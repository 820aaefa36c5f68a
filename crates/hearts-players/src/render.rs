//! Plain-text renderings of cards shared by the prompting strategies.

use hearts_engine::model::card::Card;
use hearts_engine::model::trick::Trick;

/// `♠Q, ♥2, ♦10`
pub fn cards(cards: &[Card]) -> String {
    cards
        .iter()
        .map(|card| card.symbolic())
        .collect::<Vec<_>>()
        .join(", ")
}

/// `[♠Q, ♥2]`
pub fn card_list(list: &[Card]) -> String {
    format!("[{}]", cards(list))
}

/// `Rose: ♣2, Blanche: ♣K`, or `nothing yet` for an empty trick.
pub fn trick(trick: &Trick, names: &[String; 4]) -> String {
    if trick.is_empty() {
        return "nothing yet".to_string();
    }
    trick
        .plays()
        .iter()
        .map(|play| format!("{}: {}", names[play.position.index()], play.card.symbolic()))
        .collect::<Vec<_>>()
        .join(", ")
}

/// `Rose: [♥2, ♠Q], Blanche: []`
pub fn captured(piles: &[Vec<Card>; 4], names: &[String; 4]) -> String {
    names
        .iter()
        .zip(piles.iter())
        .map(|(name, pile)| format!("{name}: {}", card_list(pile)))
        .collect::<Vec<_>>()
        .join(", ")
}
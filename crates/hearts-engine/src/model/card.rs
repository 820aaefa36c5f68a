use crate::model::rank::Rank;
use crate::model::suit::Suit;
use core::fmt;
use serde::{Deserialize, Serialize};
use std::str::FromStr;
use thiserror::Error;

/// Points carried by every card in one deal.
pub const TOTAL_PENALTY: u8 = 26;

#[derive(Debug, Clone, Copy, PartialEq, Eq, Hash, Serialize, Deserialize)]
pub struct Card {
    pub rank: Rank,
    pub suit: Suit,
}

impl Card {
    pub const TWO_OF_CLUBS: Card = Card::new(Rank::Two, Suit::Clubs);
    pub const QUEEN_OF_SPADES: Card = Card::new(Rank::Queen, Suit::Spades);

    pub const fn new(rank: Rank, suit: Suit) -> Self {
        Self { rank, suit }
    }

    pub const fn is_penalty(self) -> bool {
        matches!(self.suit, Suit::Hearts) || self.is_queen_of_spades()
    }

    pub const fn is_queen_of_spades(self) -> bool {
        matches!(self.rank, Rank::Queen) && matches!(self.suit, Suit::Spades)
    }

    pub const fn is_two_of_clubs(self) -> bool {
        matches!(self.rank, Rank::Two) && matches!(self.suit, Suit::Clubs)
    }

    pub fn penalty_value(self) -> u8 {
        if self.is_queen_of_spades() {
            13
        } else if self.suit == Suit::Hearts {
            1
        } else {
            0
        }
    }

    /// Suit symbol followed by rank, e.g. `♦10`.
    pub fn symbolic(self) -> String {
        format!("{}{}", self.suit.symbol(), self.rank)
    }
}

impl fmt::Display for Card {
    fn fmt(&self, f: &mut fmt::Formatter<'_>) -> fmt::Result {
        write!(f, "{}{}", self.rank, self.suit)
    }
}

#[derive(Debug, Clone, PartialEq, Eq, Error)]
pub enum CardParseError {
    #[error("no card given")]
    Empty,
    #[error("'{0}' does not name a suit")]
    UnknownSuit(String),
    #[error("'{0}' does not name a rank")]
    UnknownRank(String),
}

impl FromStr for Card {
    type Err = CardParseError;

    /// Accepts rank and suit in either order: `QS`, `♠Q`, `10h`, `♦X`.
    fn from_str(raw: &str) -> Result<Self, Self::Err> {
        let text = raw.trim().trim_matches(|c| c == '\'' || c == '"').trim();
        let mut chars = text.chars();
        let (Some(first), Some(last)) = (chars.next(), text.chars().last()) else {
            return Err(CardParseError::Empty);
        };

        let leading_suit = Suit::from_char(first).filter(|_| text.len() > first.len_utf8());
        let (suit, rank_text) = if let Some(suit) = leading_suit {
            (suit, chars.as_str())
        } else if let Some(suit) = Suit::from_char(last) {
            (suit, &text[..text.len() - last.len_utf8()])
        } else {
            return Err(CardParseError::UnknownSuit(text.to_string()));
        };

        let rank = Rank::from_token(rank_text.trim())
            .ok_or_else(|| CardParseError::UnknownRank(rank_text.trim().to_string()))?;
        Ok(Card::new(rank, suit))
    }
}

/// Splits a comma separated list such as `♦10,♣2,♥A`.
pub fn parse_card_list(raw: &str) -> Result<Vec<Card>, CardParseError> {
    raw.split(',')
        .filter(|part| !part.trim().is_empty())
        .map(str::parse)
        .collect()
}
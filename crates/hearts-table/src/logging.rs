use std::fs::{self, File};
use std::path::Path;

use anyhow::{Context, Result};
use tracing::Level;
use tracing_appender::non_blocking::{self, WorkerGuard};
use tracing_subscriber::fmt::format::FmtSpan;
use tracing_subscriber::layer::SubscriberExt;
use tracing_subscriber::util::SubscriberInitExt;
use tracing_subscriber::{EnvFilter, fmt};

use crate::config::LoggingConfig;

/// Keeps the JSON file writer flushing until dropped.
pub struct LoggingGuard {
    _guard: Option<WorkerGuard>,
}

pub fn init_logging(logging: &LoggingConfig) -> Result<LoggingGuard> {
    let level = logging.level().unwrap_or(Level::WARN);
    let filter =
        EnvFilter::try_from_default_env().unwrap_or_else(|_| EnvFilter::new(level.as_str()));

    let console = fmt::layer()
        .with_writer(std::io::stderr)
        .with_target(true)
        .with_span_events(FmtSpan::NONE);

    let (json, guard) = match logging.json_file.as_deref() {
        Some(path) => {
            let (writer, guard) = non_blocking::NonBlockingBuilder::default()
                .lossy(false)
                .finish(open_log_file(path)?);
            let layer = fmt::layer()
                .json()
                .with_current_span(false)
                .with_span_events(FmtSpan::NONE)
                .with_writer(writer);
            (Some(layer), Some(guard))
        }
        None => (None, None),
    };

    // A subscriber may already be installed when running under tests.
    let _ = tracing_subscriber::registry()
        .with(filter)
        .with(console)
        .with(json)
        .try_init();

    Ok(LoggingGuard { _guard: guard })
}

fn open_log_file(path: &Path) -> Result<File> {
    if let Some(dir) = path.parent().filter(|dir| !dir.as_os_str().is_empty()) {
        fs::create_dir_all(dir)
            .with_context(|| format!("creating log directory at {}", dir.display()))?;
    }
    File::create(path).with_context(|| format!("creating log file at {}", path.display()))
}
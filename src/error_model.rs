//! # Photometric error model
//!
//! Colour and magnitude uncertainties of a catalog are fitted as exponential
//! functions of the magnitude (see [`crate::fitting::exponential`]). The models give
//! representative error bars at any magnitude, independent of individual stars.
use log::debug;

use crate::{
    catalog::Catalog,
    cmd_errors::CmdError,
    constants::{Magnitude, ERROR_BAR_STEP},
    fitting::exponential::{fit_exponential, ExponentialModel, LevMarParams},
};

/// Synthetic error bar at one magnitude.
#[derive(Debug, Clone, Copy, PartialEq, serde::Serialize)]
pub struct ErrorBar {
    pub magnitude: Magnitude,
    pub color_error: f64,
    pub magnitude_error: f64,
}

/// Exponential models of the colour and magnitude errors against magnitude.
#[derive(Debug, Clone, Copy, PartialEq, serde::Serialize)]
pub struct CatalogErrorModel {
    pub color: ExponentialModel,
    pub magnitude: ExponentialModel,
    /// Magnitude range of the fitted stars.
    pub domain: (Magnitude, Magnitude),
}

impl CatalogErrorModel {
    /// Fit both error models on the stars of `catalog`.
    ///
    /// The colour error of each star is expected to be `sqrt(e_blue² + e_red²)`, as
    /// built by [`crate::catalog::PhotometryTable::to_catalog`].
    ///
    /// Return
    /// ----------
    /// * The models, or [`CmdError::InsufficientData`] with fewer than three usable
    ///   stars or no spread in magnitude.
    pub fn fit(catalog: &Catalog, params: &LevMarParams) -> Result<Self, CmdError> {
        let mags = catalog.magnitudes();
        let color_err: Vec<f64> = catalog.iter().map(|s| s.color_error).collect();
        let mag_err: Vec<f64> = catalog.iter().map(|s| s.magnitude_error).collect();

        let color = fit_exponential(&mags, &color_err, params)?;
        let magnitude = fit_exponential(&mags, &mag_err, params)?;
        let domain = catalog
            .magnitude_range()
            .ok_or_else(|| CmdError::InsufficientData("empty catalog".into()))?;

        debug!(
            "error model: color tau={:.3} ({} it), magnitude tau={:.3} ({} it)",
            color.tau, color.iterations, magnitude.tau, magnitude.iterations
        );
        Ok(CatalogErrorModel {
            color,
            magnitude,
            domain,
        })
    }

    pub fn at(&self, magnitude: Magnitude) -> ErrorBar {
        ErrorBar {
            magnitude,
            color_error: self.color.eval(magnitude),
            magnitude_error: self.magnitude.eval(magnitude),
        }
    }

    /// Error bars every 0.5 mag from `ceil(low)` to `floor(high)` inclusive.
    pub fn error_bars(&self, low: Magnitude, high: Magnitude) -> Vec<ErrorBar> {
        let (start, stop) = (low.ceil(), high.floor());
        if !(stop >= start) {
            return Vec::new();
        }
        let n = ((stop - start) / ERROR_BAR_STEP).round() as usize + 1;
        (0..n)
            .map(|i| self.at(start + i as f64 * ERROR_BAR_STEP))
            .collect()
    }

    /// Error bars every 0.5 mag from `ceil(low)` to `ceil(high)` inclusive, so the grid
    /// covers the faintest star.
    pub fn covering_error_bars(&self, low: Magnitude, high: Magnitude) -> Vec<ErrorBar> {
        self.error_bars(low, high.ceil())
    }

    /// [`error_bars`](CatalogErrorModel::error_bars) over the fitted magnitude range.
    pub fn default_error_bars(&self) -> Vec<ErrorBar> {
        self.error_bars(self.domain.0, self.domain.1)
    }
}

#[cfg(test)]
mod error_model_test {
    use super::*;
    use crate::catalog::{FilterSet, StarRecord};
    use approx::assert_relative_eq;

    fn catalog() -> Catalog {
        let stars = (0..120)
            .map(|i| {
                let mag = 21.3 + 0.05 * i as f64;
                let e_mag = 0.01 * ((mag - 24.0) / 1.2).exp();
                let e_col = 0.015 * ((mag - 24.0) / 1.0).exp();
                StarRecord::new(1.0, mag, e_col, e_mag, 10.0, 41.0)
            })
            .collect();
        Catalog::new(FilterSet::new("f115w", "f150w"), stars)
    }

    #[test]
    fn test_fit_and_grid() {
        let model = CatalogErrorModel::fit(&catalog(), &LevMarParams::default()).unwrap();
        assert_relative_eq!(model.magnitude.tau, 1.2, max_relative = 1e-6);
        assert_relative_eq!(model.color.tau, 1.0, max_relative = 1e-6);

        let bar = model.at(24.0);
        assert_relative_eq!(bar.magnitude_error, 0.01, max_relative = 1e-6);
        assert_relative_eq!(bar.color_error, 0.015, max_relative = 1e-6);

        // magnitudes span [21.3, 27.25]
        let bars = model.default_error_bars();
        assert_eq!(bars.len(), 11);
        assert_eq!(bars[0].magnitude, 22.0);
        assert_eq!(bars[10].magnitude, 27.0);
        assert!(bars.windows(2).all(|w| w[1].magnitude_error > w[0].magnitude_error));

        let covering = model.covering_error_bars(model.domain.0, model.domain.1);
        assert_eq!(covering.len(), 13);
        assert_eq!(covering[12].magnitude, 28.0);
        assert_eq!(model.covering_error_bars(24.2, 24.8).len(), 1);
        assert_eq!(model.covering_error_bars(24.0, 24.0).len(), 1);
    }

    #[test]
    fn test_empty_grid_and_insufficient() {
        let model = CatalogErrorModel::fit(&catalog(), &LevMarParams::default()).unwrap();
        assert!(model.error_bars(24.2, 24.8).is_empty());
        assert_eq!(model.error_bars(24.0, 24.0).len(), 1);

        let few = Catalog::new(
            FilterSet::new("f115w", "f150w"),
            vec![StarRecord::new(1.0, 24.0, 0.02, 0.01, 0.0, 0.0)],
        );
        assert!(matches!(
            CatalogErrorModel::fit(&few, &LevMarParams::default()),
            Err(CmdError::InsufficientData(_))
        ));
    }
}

+--

> Exercise instructions:
If a line in the material above holds "first", copy it.

> Result of this exercise:
        let (Some(first), Some(last)) = (chars.next(), text.chars().last()) else {
        let leading_suit = Suit::from_char(first).filter(|_| text.len() > first.len_utf8());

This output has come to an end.